# What is being asked
Where the line with "filename crates/coursework_core/src/ports.rs" appears below, start writing out lines exactly, and finish with the line with "allowing the core", which is included; write out nothing else.

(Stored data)
--- --- ---
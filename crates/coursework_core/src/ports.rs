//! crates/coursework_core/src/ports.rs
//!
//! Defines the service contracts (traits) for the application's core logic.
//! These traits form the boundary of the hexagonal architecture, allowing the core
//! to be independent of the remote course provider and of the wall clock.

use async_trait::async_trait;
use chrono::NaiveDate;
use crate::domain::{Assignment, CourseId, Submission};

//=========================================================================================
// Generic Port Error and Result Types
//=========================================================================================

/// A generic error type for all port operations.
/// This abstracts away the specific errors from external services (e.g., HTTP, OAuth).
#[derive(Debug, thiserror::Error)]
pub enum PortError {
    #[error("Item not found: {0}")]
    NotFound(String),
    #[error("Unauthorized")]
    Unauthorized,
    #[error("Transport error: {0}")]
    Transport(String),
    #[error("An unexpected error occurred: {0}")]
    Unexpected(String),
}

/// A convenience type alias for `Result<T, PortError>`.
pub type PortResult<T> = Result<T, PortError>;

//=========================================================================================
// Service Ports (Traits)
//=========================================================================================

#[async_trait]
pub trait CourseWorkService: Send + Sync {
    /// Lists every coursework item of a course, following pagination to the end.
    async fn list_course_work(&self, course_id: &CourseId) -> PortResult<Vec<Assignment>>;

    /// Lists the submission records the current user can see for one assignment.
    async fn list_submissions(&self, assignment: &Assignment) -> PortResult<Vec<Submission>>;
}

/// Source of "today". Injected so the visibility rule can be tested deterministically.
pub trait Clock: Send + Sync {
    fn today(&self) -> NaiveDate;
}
--- --- ---
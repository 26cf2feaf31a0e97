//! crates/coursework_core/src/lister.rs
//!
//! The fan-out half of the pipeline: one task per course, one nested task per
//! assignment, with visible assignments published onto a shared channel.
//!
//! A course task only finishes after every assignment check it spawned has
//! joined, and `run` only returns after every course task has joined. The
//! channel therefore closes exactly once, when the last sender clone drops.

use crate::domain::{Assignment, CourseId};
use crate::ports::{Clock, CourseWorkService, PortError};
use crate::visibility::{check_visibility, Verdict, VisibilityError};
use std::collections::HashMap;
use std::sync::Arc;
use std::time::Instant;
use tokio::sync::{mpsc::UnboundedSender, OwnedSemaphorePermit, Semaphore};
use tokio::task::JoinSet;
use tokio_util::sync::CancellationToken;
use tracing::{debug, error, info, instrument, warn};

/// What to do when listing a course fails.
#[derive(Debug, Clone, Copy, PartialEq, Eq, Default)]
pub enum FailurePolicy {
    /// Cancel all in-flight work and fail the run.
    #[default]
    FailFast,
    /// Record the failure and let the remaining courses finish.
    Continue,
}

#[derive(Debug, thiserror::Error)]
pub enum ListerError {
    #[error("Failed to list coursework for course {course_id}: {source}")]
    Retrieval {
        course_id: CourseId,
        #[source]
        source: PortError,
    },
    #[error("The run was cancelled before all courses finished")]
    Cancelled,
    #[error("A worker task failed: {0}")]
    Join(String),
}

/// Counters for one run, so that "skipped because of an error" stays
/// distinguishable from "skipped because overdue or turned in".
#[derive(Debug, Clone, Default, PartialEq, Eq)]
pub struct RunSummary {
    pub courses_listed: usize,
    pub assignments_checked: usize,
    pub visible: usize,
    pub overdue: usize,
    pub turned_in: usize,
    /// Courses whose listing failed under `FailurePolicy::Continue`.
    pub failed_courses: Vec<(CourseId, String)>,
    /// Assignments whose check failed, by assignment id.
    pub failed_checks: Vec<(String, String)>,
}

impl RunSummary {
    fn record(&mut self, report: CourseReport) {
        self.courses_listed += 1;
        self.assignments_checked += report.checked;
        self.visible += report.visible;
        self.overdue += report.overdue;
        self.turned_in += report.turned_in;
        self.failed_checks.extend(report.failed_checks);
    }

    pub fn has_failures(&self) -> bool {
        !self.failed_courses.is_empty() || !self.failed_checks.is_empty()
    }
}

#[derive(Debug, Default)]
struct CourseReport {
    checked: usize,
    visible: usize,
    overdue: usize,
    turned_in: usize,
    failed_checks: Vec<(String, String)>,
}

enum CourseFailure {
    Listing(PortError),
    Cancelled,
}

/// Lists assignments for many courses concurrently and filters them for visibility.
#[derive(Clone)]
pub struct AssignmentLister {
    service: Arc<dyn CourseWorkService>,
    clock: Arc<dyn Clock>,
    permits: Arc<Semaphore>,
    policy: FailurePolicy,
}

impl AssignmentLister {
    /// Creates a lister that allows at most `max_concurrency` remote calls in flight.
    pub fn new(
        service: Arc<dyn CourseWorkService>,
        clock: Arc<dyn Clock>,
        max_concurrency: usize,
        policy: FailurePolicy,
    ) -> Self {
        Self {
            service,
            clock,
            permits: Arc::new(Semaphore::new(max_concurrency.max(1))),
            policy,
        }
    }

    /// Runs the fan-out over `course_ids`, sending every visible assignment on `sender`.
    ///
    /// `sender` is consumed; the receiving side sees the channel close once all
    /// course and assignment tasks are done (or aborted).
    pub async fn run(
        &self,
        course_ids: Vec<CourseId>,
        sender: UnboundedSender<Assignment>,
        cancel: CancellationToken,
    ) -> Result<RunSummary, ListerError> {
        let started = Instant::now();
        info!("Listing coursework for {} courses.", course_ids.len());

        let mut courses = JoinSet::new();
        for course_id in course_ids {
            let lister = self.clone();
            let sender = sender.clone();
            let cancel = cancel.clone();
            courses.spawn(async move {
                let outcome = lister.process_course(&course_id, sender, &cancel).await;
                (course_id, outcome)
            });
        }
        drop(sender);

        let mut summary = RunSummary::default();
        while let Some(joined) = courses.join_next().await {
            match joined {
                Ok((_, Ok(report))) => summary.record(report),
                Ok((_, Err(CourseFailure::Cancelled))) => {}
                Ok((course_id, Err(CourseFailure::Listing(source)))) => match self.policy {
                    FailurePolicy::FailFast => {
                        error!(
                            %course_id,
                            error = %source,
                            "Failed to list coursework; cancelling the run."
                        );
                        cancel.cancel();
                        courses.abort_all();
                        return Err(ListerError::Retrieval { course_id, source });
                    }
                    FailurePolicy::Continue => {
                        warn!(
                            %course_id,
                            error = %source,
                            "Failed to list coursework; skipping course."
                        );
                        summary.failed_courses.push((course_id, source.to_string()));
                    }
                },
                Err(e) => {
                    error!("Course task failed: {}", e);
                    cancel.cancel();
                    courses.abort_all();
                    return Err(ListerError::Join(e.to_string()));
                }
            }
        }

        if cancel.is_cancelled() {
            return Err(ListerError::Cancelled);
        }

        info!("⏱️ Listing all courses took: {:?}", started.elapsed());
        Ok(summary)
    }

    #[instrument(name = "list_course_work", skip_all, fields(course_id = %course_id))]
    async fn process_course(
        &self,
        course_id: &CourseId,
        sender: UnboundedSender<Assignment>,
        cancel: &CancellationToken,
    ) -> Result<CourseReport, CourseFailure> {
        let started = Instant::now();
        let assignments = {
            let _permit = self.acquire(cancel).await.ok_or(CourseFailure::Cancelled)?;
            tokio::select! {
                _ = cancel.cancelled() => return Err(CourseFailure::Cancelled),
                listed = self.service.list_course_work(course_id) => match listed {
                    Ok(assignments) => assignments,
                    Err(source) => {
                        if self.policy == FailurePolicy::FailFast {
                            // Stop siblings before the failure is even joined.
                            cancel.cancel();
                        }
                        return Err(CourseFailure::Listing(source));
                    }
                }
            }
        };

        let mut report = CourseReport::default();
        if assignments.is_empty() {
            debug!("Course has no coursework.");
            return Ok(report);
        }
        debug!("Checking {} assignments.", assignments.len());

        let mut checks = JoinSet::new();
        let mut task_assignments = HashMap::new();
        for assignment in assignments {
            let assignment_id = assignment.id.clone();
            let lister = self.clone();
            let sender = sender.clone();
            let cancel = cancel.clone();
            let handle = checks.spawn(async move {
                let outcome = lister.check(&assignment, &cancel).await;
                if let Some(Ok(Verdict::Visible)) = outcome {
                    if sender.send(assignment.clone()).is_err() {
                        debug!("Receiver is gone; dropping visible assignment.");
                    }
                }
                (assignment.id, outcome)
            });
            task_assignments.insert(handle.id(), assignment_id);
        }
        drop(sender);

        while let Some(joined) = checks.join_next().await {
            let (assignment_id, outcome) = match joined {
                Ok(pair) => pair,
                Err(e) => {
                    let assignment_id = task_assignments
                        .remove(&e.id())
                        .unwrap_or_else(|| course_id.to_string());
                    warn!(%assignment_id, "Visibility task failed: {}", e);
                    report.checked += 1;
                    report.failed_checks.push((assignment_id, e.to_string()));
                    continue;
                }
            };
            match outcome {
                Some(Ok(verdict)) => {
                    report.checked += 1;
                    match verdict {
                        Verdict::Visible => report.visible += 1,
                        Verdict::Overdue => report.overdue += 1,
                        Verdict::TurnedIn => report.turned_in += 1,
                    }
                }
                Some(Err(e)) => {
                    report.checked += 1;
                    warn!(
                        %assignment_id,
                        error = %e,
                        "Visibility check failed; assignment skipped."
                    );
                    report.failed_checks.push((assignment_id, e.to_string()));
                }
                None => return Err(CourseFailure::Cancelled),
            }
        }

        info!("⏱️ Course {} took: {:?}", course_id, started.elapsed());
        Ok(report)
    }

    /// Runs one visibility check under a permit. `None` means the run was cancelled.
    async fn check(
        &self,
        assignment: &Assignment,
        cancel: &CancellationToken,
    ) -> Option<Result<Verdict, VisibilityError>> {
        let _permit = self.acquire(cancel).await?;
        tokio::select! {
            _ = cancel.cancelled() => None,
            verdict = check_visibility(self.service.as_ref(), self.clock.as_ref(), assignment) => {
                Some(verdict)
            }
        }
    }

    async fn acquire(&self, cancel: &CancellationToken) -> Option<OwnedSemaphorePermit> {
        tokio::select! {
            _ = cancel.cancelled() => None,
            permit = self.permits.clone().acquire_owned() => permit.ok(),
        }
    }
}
--- --- ---
# Solution for this task
filename crates/coursework_core/src/ports.rs
//! crates/coursework_core/src/ports.rs
//!
//! Defines the service contracts (traits) for the application's core logic.
//! These traits form the boundary of the hexagonal architecture, allowing the core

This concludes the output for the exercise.